In some embodiments, the method and apparatus of the present
invention may be used to form absorbent cores having more than 75
percent superabsorbent material by weight.
[0090] As the weight percentage of superabsorbent increases, the
amount of absorbent core integrity resulting from fiber
intertwining generally is reduced, thereby resulting in an
absorbent core that is more difficult to process and is inherently
more fragile. Additionally, low fiber integrity and high
superabsorbent concentrations result in more "free" superabsorbent
particles capable of moving within and without the absorbent
core.
[0091] With reference to FIGS. 11 and 12, an exemplary method and
apparatus for forming discrete absorbent cores 80 interposed
between a first core wrap web 184 and a second core wrap web 234 is
illustrated. FIG. 12 representatively illustrates a continuation of
the method and apparatus illustrated in FIG. 11. The method and
apparatus includes a first web supplying means such as a first
supply roll 148 for providing a first core wrap web 184. A
depositing means, such as forming drum 152, deposits a series of
discrete absorbent cores 80 onto the first core wrap web 184. A
second web supplying means, such as a second supply roll 154,
provides a second core wrap web 234 to sandwich the discrete
absorbent cores 80 between the first core wrap web 184 and the
second core wrap web 234 resulting in a composite web 147. The
various webs move in a machine direction as indicated by arrows
188.
[0092] In alternative embodiments, the method and apparatus may
exclude a second core wrap web and may include only a first core
wrap web.

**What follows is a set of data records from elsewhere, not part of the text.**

/*
 *  Copyright (C) 2025  Markus Elias Gerber
 *
 *  This program is free software: you can redistribute it and/or modify
 *  it under the terms of the GNU General Public License as published by
 *  the Free Software Foundation, either version 3 of the License, or
 *  (at your option) any later version.
 *
 *  This program is distributed in the hope that it will be useful,
 *  but WITHOUT ANY WARRANTY; without even the implied warranty of
 *  MERCHANTABILITY or FITNESS FOR A PARTICULAR PURPOSE.  See the
 *  GNU General Public License for more details.
 *
 *  You should have received a copy of the GNU General Public License
 *  along with this program.  If not, see <https://www.gnu.org/licenses/>.
 */

pub mod block_device;
pub mod memory;
pub mod platform;
pub mod swap;
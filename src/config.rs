//! Configuration file support
//!
//! Loads settings from ~/.jshl.conf (or %USERPROFILE%\.jshl.conf on Windows)
//!
//! Format: simple key=value pairs, one per line
//! Lines starting with # are comments
//!
//! Example:
//! ```text
//! # jshl configuration
//! theme = /home/me/.config/jshl/dark.toml
//! output = ansi
//! ```

use std::collections::HashMap;
use std::fs;
use std::path::PathBuf;

/// What the CLI writes for a highlighted input
#[derive(Debug, Clone, Copy, PartialEq, Eq, Default)]
pub enum OutputMode {
    /// A complete `<pre>` block with the style profile
    #[default]
    Html,
    /// Only the span markup
    Markup,
    /// ANSI-colored text for a terminal
    Ansi,
    /// One line per token, for debugging
    Tokens,
}

impl OutputMode {
    pub fn from_name(name: &str) -> Option<Self> {
        match name.to_lowercase().as_str() {
            "html" => Some(OutputMode::Html),
            "markup" => Some(OutputMode::Markup),
            "ansi" => Some(OutputMode::Ansi),
            "tokens" => Some(OutputMode::Tokens),
            _ => None,
        }
    }
}

/// Configuration settings
#[derive(Debug, Clone, Default, PartialEq, Eq)]
pub struct Config {
    /// Theme file to load instead of the built-in colors
    pub theme: Option<PathBuf>,
    /// Default output mode
    pub output: OutputMode,
}

impl Config {
    /// Get the config file path
    pub fn config_path() -> Option<PathBuf> {
        #[cfg(windows)]
        {
            std::env::var("USERPROFILE")
                .ok()
                .map(|home| PathBuf::from(home).join(".jshl.conf"))
        }

        #[cfg(not(windows))]
        {
            std::env::var("HOME")
                .ok()
                .map(|home| PathBuf::from(home).join(".jshl.conf"))
        }
    }

    /// Load configuration from file
    pub fn load() -> Self {
        let mut config = Config::default();

        if let Some(path) = Self::config_path() {
            if let Ok(contents) = fs::read_to_string(&path) {
                log::debug!("loading config from {}", path.display());
                let settings = Self::parse(&contents);
                config.apply(&settings);
            }
        }

        config
    }

    /// Parse config file contents into key-value pairs
    fn parse(contents: &str) -> HashMap<String, String> {
        let mut settings = HashMap::new();

        for line in contents.lines() {
            let line = line.trim();

            // Skip empty lines and comments
            if line.is_empty() || line.starts_with('#') {
                continue;
            }

            // Parse key = value
            if let Some((key, value)) = line.split_once('=') {
                let key = key.trim().to_lowercase();
                let value = value.trim().to_string();
                settings.insert(key, value);
            }
        }

        settings
    }

    /// Apply settings from parsed config
    fn apply(&mut self, settings: &HashMap<String, String>) {
        if let Some(value) = settings.get("theme") {
            if !value.is_empty() {
                self.theme = Some(PathBuf::from(value));
            }
        }

        if let Some(value) = settings.get("output") {
            match OutputMode::from_name(value) {
                Some(mode) => self.output = mode,
                None => log::warn!("ignoring unknown output mode in config: {}", value),
            }
        }
    }
}
//! Terminal output using crossterm
//!
//! Writes highlighted tokens as ANSI-colored text instead of HTML.

use std::io::Write;

use crossterm::{
    queue,
    style::{Color as TermColor, Print, ResetColor, SetForegroundColor},
};

use crate::error::Result;
use crate::syntax::{Color, Highlighter};

impl From<Color> for TermColor {
    fn from(color: Color) -> Self {
        TermColor::Rgb {
            r: color.r,
            g: color.g,
            b: color.b,
        }
    }
}

/// Writes highlighted text to any terminal-like output
pub struct AnsiWriter<W: Write> {
    out: W,
}

impl<W: Write> AnsiWriter<W> {
    pub fn new(out: W) -> Self {
        Self { out }
    }

    /// Write `text` with each token in its color
    ///
    /// Tokens without a color are printed as-is.
    pub fn write_highlighted(&mut self, highlighter: &Highlighter, text: &str) -> Result<()> {
        for token in highlighter.tokens(text) {
            let piece = token.text(text);
            match highlighter.styles().get(token.kind) {
                Some(color) => {
                    queue!(
                        self.out,
                        SetForegroundColor(color.into()),
                        Print(piece),
                        ResetColor
                    )?;
                }
                None => queue!(self.out, Print(piece))?,
            }
        }
        self.out.flush()?;
        Ok(())
    }

    /// Recover the underlying writer
    pub fn into_inner(self) -> W {
        self.out
    }
}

In yet other alternative embodiments, three or more core
wrap webs may be included in the method and apparatus of the
present invention. In yet other embodiments, a first core wrap and
a second core wrap may be interchanged such that the series of
discrete absorbent cores are deposed onto the second core wrap web
then joined with the first core wrap web.
[0093] A folding apparatus 178 is adapted to fold the first core
wrap web 184 and/or the second core wrap web 234 to at least
partially envelope the series of discrete absorbent cores 80.
[0094] The composite web 147 is transported to a bonding module 158
which at least partially bonds the composite web 147 in attachment
regions 60 between the absorbent cores 80 (FIG. 13). The bonding
within the attachment regions 60 is adapted to reduce or prevent
movement of superabsorbent material from the absorbent cores 80
through the attachment region 60. In general, the greater the
percentage of bonding in the attachment region 60, the greater the
reduction in superabsorbent movement though the attachment region
60.
[0095] A separating means, such as cutting mechanism 127 (FIG. 12)
separates the composite web 147 along dividing lines 130 in the
attachment regions 60 into discrete absorbent assemblies 34 (FIG.
13).
[0096] The shown embodiment of the invention airlays fibrous
absorbent material directly onto the first core wrap web 184, and
includes a hammermill fiberizer 166 and a rotatable forming drum
152. Fiberizer 166 disintegrates sheets of wood pulp fiber 66 or
other suitable fibers and introduces the individual fibers into
forming chamber 168. In addition, a superabsorbent supplying means,
such as provided by supply conduit 170 and nozzle 172, selectively
introduces particles of superabsorbent material into forming
chamber 168.
[0097] Quantities of superabsorbent material may be continuously
introduced into the forming chamber or individual quantities of
superabsorbent material may be intermittently introduced into the
forming chamber with a pulsing mechanism. The chosen technique will
depend upon the desired distribution of superabsorbent across the
area and through the thickness of the absorbent cores. Suitable
techniques for introducing particles of superabsorbent material
into a forming chamber are described in U.S. Pat. No. 6,416,697
issued Jul. 9, 2002 to Venturino et al., and U.S. Pat. No.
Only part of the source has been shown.